Confluence and Church Rosser
We follow the Takahashi/Tait/Martin-Löf proof technique and introduce a triangle function for our single and parallel beta steps.Fixpoint mpstep (a : tm) : tm :=
match a with
| Var x => Var x
| Srt u => Srt u
| Prod a b => Prod (mpstep a) (mpstep b)
| App (Lam a b) c => (mpstep b).[(mpstep c)/]
| App a b => App (mpstep a) (mpstep b)
| Lam a b => Lam (mpstep a) (mpstep b)
end.
Lemma pstep_triangle : triangle pstep mpstep.
Proof with simpl; eauto using pstep, pstep_subst_beta.
intros a b S. induction S... destruct a... pstep_inv...
Qed.
Theorem step_confluent : confluent step.
Proof.
eapply TTML_confluence with (pR := pstep) (rho := mpstep).
- apply step_pstep.
- apply pstep_red.
- apply pstep_triangle.
Qed.
Corollary step_CR : CR step.
Proof. apply confluent_CR, step_confluent. Qed.
With confluence and CR, we can now derive a number of special cases for convertability,
if we know additional information about the involved terms.
Lemma normal_bc_red a b : normal b -> a ≡ b -> a ≻* b.
Proof.
intros N H. apply step_CR in H. destruct H as [c Ra Rb].
apply (normal_red N) in Rb. now subst.
Qed.
Lemma normal_bc a b : normal a -> normal b -> a ≡ b -> a = b.
Proof.
intros Na Nb C. apply normal_bc_red in C; trivial.
now apply normal_red in C.
Qed.
(* some convenient properties about conversion *)
Lemma bc_srt_r a s : a ≡ Srt s -> a ≻* Srt s.
Proof. intros H. now apply (normal_bc_red normal_srt) in H. Qed.
Lemma bc_srt_l a s : Srt s ≡ a -> a ≻* Srt s.
Proof. intros H. now apply convS, bc_srt_r in H. Qed.
Lemma bc_srt_normal_r a s : normal a -> a ≡ Srt s -> a = Srt s.
Proof. intros N H. now apply (normal_bc N normal_srt). Qed.
Lemma bc_srt_normal_l a s : normal a -> Srt s ≡ a -> a = Srt s.

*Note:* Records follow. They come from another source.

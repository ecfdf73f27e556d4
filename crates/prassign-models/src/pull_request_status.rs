use std::{fmt::Display, str::FromStr};

use serde::{Deserialize, Serialize};
use thiserror::Error;

#[derive(Debug, Error)]
pub enum PullRequestStatusError {
    /// Unknown pull request status.
    #[error("Unknown pull request status: {}", status)]
    UnknownStatus { status: String },
}

/// Pull request status.
#[derive(Debug, Deserialize, Serialize, PartialEq, Eq, Copy, Clone, Default)]
#[serde(rename_all = "SCREAMING_SNAKE_CASE")]
pub enum PullRequestStatus {
    /// Open.
    #[default]
    Open,
    /// Merged.
    Merged,
}

impl PullRequestStatus {
    /// Convert status to static str.
    pub fn to_str(self) -> &'static str {
        self.into()
    }
}

impl Display for PullRequestStatus {
    fn fmt(&self, f: &mut std::fmt::Formatter<'_>) -> std::fmt::Result {
        f.write_str(self.to_str())
    }
}

impl FromStr for PullRequestStatus {
    type Err = PullRequestStatusError;

    fn from_str(s: &str) -> Result<Self, Self::Err> {
        Self::try_from(s)
    }
}

impl TryFrom<&str> for PullRequestStatus {
    type Error = PullRequestStatusError;

    fn try_from(value: &str) -> Result<Self, Self::Error> {
        match value {
            "OPEN" => Ok(Self::Open),
            "MERGED" => Ok(Self::Merged),
            e => Err(PullRequestStatusError::UnknownStatus {
                status: e.to_string(),
            }),
        }
    }
}

impl From<PullRequestStatus> for &'static str {
    fn from(status: PullRequestStatus) -> Self {
        match status {
            PullRequestStatus::Open => "OPEN",
            PullRequestStatus::Merged => "MERGED",
        }
    }
}
//! Domain models.

mod pull_request;
mod pull_request_status;
mod statistics;
mod team;
mod user;

pub use pull_request::{PullRequest, PullRequestShort};
pub use pull_request_status::{PullRequestStatus, PullRequestStatusError};
pub use statistics::{PullRequestCounts, Statistics};
pub use team::{Team, TeamMember};
pub use user::User;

Proof. intros N H. symmetry. now apply (normal_bc normal_srt N). Qed.
Lemma bc_srt_prod a b s : ~ Prod a b ≡ Srt s.
Proof.
intros H. apply bc_srt_r, red_prod in H.
destruct H as [a' [b' [C _]]]. discriminate C.
Qed.
Lemma bc_srt s1 s2 : Srt s1 ≡ Srt s2 -> s1 = s2.

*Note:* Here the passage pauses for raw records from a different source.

#[async_trait]
impl DbService for PostgresDb {
    #[tracing::instrument(skip(self))]
    async fn health_check(&self) -> Result<()> {
        sqlx::query("SELECT 1")
            .execute(&self.pool)
            .await
            .map_err(Self::wrap_error)?;

        Ok(())
    }

    #[tracing::instrument(skip(self))]
    async fn teams_create(&self, instance: Team) -> Result<Team> {
        let mut transaction = self.begin().await?;

        sqlx::query(
            r#"
            INSERT INTO teams (team_name)
            VALUES ($1)
        "#,
        )
        .bind(&instance.team_name)
        .execute(&mut *transaction)
        .await
        .map_err(Self::wrap_error)?;

        for user in instance.users() {
            Self::upsert_user(&mut transaction, &user).await?;
        }

        Self::commit(transaction).await?;
        self.teams_get_expect(&instance.team_name).await
    }

    #[tracing::instrument(skip(self))]
    async fn teams_get(&self, team_name: &str) -> Result<Option<Team>> {
        if !self.teams_exists(team_name).await? {
            return Ok(None);
        }

        let members = self.users_list_by_team(team_name).await?;
        Ok(Some(Team {
            team_name: team_name.into(),
            members: members.into_iter().map(Into::into).collect(),
        }))
    }

    #[tracing::instrument(skip(self))]
    async fn teams_exists(&self, team_name: &str) -> Result<bool> {
        sqlx::query_scalar::<_, bool>(
            r#"
            SELECT EXISTS (SELECT 1 FROM teams WHERE team_name = $1)
        "#,
        )
        .bind(team_name)
        .fetch_one(&self.pool)
        .await
        .map_err(Self::wrap_error)
    }

    #[tracing::instrument(skip(self))]
    async fn users_batch_upsert(&self, instances: Vec<User>) -> Result<Vec<User>> {
        let mut transaction = self.begin().await?;
        for instance in &instances {
            Self::upsert_user(&mut transaction, instance).await?;
        }
        Self::commit(transaction).await?;

        Ok(instances)
    }

    #[tracing::instrument(skip(self))]
    async fn users_update(&self, instance: User) -> Result<User> {
        sqlx::query_as::<_, UserRow>(
            r#"
            UPDATE users
            SET username = $2,
                team_name = $3,
                is_active = $4
            WHERE user_id = $1
            RETURNING *
        "#,
        )
        .bind(&instance.user_id)
        .bind(&instance.username)
        .bind(&instance.team_name)
        .bind(instance.is_active)
        .fetch_one(&self.pool)
        .await
        .map(Into::into)
        .map_err(|e| Self::wrap_unknown_user(e, &instance.user_id))
    }

    #[tracing::instrument(skip(self))]
    async fn users_get(&self, user_id: &str) -> Result<Option<User>> {
        let row = sqlx::query_as::<_, UserRow>(
            r#"
            SELECT *
            FROM users
            WHERE user_id = $1
        "#,
        )
        .bind(user_id)
        .fetch_optional(&self.pool)
        .await
        .map_err(Self::wrap_error)?;

        Ok(row.map(Into::into))
    }

    #[tracing::instrument(skip(self))]
    async fn users_list_by_team(&self, team_name: &str) -> Result<Vec<User>> {
        let rows = sqlx::query_as::<_, UserRow>(
            r#"
            SELECT *
            FROM users
            WHERE team_name = $1
            ORDER BY user_id
        "#,
        )
        .bind(team_name)
        .fetch_all(&self.pool)
        .await
        .map_err(Self::wrap_error)?;

        Ok(rows.into_iter().map(Into::into).collect())
    }

    #[tracing::instrument(skip(self))]
    async fn users_set_is_active(&self, user_id: &str, value: bool) -> Result<User> {
        sqlx::query_as::<_, UserRow>(
            r#"
            UPDATE users
            SET is_active = $2
            WHERE user_id = $1
            RETURNING *
        "#,
        )
        .bind(user_id)
        .bind(value)
        .fetch_one(&self.pool)
        .await
        .map(Into::into)
        .map_err(|e| Self::wrap_unknown_user(e, user_id))
    }

    #[tracing::instrument(skip(self))]
    async fn users_deactivate_team(&self, team_name: &str) -> Result<()> {
        sqlx::query(
            r#"
            UPDATE users
            SET is_active = FALSE
            WHERE team_name = $1
        "#,
        )
        .bind(team_name)
        .execute(&self.pool)
        .await
        .map_err(Self::wrap_error)?;

        Ok(())
    }

    #[tracing::instrument(skip(self))]
    async fn users_deactivate_team_and_unassign(
        &self,
        team_name: &str,
        pull_request_ids: &[String],
        member_ids: &[String],
    ) -> Result<Vec<String>> {
        let mut transaction = self.begin().await?;

        sqlx::query(
            r#"
            UPDATE users
            SET is_active = FALSE
            WHERE team_name = $1
        "#,
        )
        .bind(team_name)
        .execute(&mut *transaction)
        .await
        .map_err(Self::wrap_error)?;

        let mut unassigned = sqlx::query_scalar::<_, String>(
            r#"
            DELETE FROM pull_request_reviewers
            WHERE pull_request_id = ANY($1)
            AND user_id = ANY($2)
            AND pull_request_id IN (
                SELECT pull_request_id
                FROM pull_requests
                WHERE status = 'OPEN'
                FOR UPDATE
            )
            RETURNING pull_request_id
        "#,
        )
        .bind(pull_request_ids)
        .bind(member_ids)
        .fetch_all(&mut *transaction)
        .await
        .map_err(Self::wrap_error)?;

        Self::commit(transaction).await?;

        unassigned.sort();
        unassigned.dedup();
        Ok(unassigned)
    }

    #[tracing::instrument(skip(self))]
    async fn pull_requests_create(&self, instance: PullRequest) -> Result<PullRequest> {
        let mut transaction = self.begin().await?;

        sqlx::query(
            r#"
            INSERT INTO pull_requests
            (
                pull_request_id,
                pull_request_name,
                author_id,
                status,
                created_at,
                merged_at
            )
            VALUES
            (
                $1,
                $2,
                $3,
                $4,
                $5,
                $6
            )
        "#,
        )
        .bind(&instance.pull_request_id)
        .bind(&instance.pull_request_name)
        .bind(&instance.author_id)
        .bind(instance.status.to_str())
        .bind(instance.created_at.unwrap_or_else(OffsetDateTime::now_utc))
        .bind(instance.merged_at)
        .execute(&mut *transaction)
        .await
        .map_err(Self::wrap_error)?;

        for (position, user_id) in instance.assigned_reviewers.iter().enumerate() {
            sqlx::query(
                r#"
                INSERT INTO pull_request_reviewers
                (
                    pull_request_id,
                    user_id,
                    position
                )
                VALUES
                (
                    $1,
                    $2,
                    $3
                )
                ON CONFLICT DO NOTHING
            "#,
            )
            .bind(&instance.pull_request_id)
            .bind(user_id)
            .bind(position as i32)
            .execute(&mut *transaction)
            .await
            .map_err(Self::wrap_error)?;
        }

        Self::commit(transaction).await?;
        self.pull_requests_get_expect(&instance.pull_request_id)
            .await
    }

    #[tracing::instrument(skip(self))]
    async fn pull_requests_get(&self, pull_request_id: &str) -> Result<Option<PullRequest>> {
        let row = sqlx::query_as::<_, PullRequestRow>(
            r#"
            SELECT *
            FROM pull_requests
            WHERE pull_request_id = $1
        "#,
        )
        .bind(pull_request_id)
        .fetch_optional(&self.pool)
        .await
        .map_err(Self::wrap_error)?;

        match row {
            Some(row) => Ok(self.with_reviewers(vec![row]).await?.pop()),
            None => Ok(None),
        }
    }

    #[tracing::instrument(skip(self))]
    async fn pull_requests_update(&self, instance: PullRequest) -> Result<PullRequest> {
        sqlx::query(
            r#"
            UPDATE pull_requests
            SET pull_request_name = $2,
                status = $3,
                merged_at = $4
            WHERE pull_request_id = $1
            RETURNING pull_request_id
        "#,
        )
        .bind(&instance.pull_request_id)
        .bind(&instance.pull_request_name)
        .bind(instance.status.to_str())
        .bind(instance.merged_at)
        .fetch_one(&self.pool)
        .await
        .map_err(|e| Self::wrap_unknown_pull_request(e, &instance.pull_request_id))?;

        self.pull_requests_get_expect(&instance.pull_request_id)
            .await
    }

    #[tracing::instrument(skip(self))]
    async fn pull_requests_exists(&self, pull_request_id: &str) -> Result<bool> {
        sqlx::query_scalar::<_, bool>(
            r#"
            SELECT EXISTS (SELECT 1 FROM pull_requests WHERE pull_request_id = $1)
        "#,
        )
        .bind(pull_request_id)
        .fetch_one(&self.pool)
        .await
        .map_err(Self::wrap_error)
    }

    #[tracing::instrument(skip(self))]
    async fn pull_requests_list_by_reviewer(&self, user_id: &str) -> Result<Vec<PullRequest>> {
        let rows = sqlx::query_as::<_, PullRequestRow>(
            r#"
            SELECT p.*
            FROM pull_requests p
            INNER JOIN pull_request_reviewers r ON r.pull_request_id = p.pull_request_id
            WHERE r.user_id = $1
            ORDER BY p.created_at DESC, p.pull_request_id DESC
        "#,
        )
        .bind(user_id)
        .fetch_all(&self.pool)
        .await
        .map_err(Self::wrap_error)?;

        self.with_reviewers(rows).await
    }

    #[tracing::instrument(skip(self))]
    async fn pull_requests_list_open_by_reviewers(
        &self,
        user_ids: &[String],
    ) -> Result<Vec<PullRequest>> {
        if user_ids.is_empty() {
            return Ok(Vec::new());
        }

        let rows = sqlx::query_as::<_, PullRequestRow>(
            r#"
            SELECT p.*
            FROM pull_requests p
            WHERE p.status = 'OPEN'
            AND EXISTS (
                SELECT 1
                FROM pull_request_reviewers r
                WHERE r.pull_request_id = p.pull_request_id
                AND r.user_id = ANY($1)
            )
            ORDER BY p.created_at DESC, p.pull_request_id DESC
        "#,
        )
        .bind(user_ids)
        .fetch_all(&self.pool)
        .await
        .map_err(Self::wrap_error)?;

        self.with_reviewers(rows).await
    }

    #[tracing::instrument(skip(self))]
    async fn reviewers_assign(&self, pull_request_id: &str, user_id: &str) -> Result<()> {
        if !self.pull_requests_exists(pull_request_id).await? {
            return Err(DatabaseError::UnknownPullRequest(pull_request_id.into()));
        }

        sqlx::query(
            r#"
            INSERT INTO pull_request_reviewers
            (
                pull_request_id,
                user_id,
                position
            )
            SELECT $1, $2, COALESCE(MAX(position) + 1, 0)
            FROM pull_request_reviewers
            WHERE pull_request_id = $1
            ON CONFLICT DO NOTHING
        "#,
        )
        .bind(pull_request_id)
        .bind(user_id)
        .execute(&self.pool)
        .await
        .map_err(Self::wrap_error)?;

        Ok(())
    }

    #[tracing::instrument(skip(self))]
    async fn reviewers_remove(&self, pull_request_id: &str, user_id: &str) -> Result<bool> {
        sqlx::query(
            r#"
            DELETE FROM pull_request_reviewers
            WHERE pull_request_id = $1
            AND user_id = $2
        "#,
        )
        .bind(pull_request_id)
        .bind(user_id)
        .execute(&self.pool)
        .await
        .map(|r| r.rows_affected() > 0)
        .map_err(Self::wrap_error)
    }

    #[tracing::instrument(skip(self))]
    async fn reviewers_list(&self, pull_request_id: &str) -> Result<Vec<String>> {
        sqlx::query_scalar::<_, String>(
            r#"
            SELECT user_id
            FROM pull_request_reviewers
            WHERE pull_request_id = $1
            ORDER BY position
        "#,
        )
        .bind(pull_request_id)
        .fetch_all(&self.pool)
        .await
        .map_err(Self::wrap_error)
    }

    #[tracing::instrument(skip(self))]
    async fn reviewers_is_assigned(&self, pull_request_id: &str, user_id: &str) -> Result<bool> {
        sqlx::query_scalar::<_, bool>(
            r#"
            SELECT EXISTS (
                SELECT 1
                FROM pull_request_reviewers
                WHERE pull_request_id = $1
                AND user_id = $2
            )
        "#,
        )
        .bind(pull_request_id)
        .bind(user_id)
        .fetch_one(&self.pool)
        .await
        .map_err(Self::wrap_error)
    }

    #[tracing::instrument(skip(self))]
    async fn reviewers_replace(
        &self,
        pull_request_id: &str,
        old_user_id: &str,
        new_user_id: &str,
    ) -> Result<()> {
        let affected = sqlx::query(
            r#"
            UPDATE pull_request_reviewers
            SET user_id = $3,
                assigned_at = NOW()
            WHERE pull_request_id = $1
            AND user_id = $2
        "#,
        )
        .bind(pull_request_id)
        .bind(old_user_id)
        .bind(new_user_id)
        .execute(&self.pool)
        .await
        .map_err(Self::wrap_error)?
        .rows_affected();

        if affected == 0 {
            if self.pull_requests_exists(pull_request_id).await? {
                return Err(DatabaseError::UnknownUser(old_user_id.into()));
            } else {
                return Err(DatabaseError::UnknownPullRequest(pull_request_id.into()));
            }
        }

        Ok(())
    }

    #[tracing::instrument(skip(self))]
    async fn statistics_assignment_counts(&self) -> Result<BTreeMap<String, u64>> {
        let rows = sqlx::query(
            r#"
            SELECT u.username, COUNT(r.user_id) AS assignments
            FROM users u
            LEFT JOIN pull_request_reviewers r ON r.user_id = u.user_id
            GROUP BY u.username
        "#,
        )
        .fetch_all(&self.pool)
        .await
        .map_err(Self::wrap_error)?;

        rows.into_iter()
            .map(|row| {
                let username: String = row.try_get("username")?;
                let assignments: i64 = row.try_get("assignments")?;
                Ok((username, assignments as u64))
            })
            .collect::<core::result::Result<_, sqlx::Error>>()
            .map_err(Self::wrap_error)
    }

    #[tracing::instrument(skip(self))]
    async fn statistics_pull_request_counts(&self) -> Result<PullRequestCounts> {
        let row = sqlx::query(
            r#"
            SELECT
                COUNT(*) AS total,
                COUNT(*) FILTER (WHERE status = 'OPEN') AS open,
                COUNT(*) FILTER (WHERE status = 'MERGED') AS merged
            FROM pull_requests
        "#,
        )
        .fetch_one(&self.pool)
        .await
        .map_err(Self::wrap_error)?;

        let total: i64 = row.try_get("total").map_err(Self::wrap_error)?;
        let open: i64 = row.try_get("open").map_err(Self::wrap_error)?;
        let merged: i64 = row.try_get("merged").map_err(Self::wrap_error)?;

        Ok(PullRequestCounts {
            total: total as u64,
            open: open as u64,
            merged: merged as u64,
        })
    }
}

Proof. intros H. apply (normal_bc normal_srt normal_srt) in H. congruence. Qed.
Lemma bc_prod a b c d : Prod a b ≡ Prod c d -> a ≡ c /\ b ≡ d.
Proof.
intros H. apply step_CR in H. destruct H as [w S1 S2].
apply red_prod in S1 as [a1 [b1 [E1 [Sa1 Sb1]]]].
apply red_prod in S2 as [a2 [b2 [E2 [Sa2 Sb2]]]].
subst. inv E2. split; apply join_conv; [exists a2 | exists b2]; trivial.
Qed.
Lemma bc_subst_beta a a' b b' : a ≡ a' -> b ≡ b' -> a.[b/] ≡ a'.[b'/].
Proof.
intros H1 H2. apply join_conv.
apply step_CR in H1 as [a'' Ea1 Ea2].
apply step_CR in H2 as [b'' Eb1 Eb2].
exists a''.[b''/]; now apply red_subst_beta.
Qed.
Free Variables
It is rarely necessary to explicitly discuss free variables, i.e. unbound de Bruijn identifieres. In those cases, an elegent way to treat them is abtractly via a predicate that hodls on all free variables. The requisite infrastructure is shown here. We exploit sigma-calculus primitives to define this notion.Fixpoint all (P : Pred var) (a : tm) : Prop :=
match a with
| Var x => P x
| Srt u => True
| Prod a b => all P a /\ all (True .: P) b
| App a b => all P a /\ all P b
| Lam a b => all P a /\ all (True .: P) b
end.
Lemma all_srt P s : all P (Srt s).
Proof. simpl. trivial. Qed.
Lemma all_ren P a xi : all P a.[ren xi] = all (xi >>> P) a.
Proof.
revert P xi. induction a; intros P xi ;simpl.
- reflexivity.
- f_equal; eauto. specialize (IHa0 (True .: P) (upren xi)). now asimpl in *.
- f_equal; eauto.
- f_equal; eauto. specialize (IHa0 (True .: P) (upren xi)). now asimpl in *.
- reflexivity.
Qed.
Lemma all_up P sigma : True .: sigma >>> all P = up sigma >>> all (True .: P).
Proof. f_ext. intros [|x]; trivial. asimpl. now rewrite all_ren. Qed.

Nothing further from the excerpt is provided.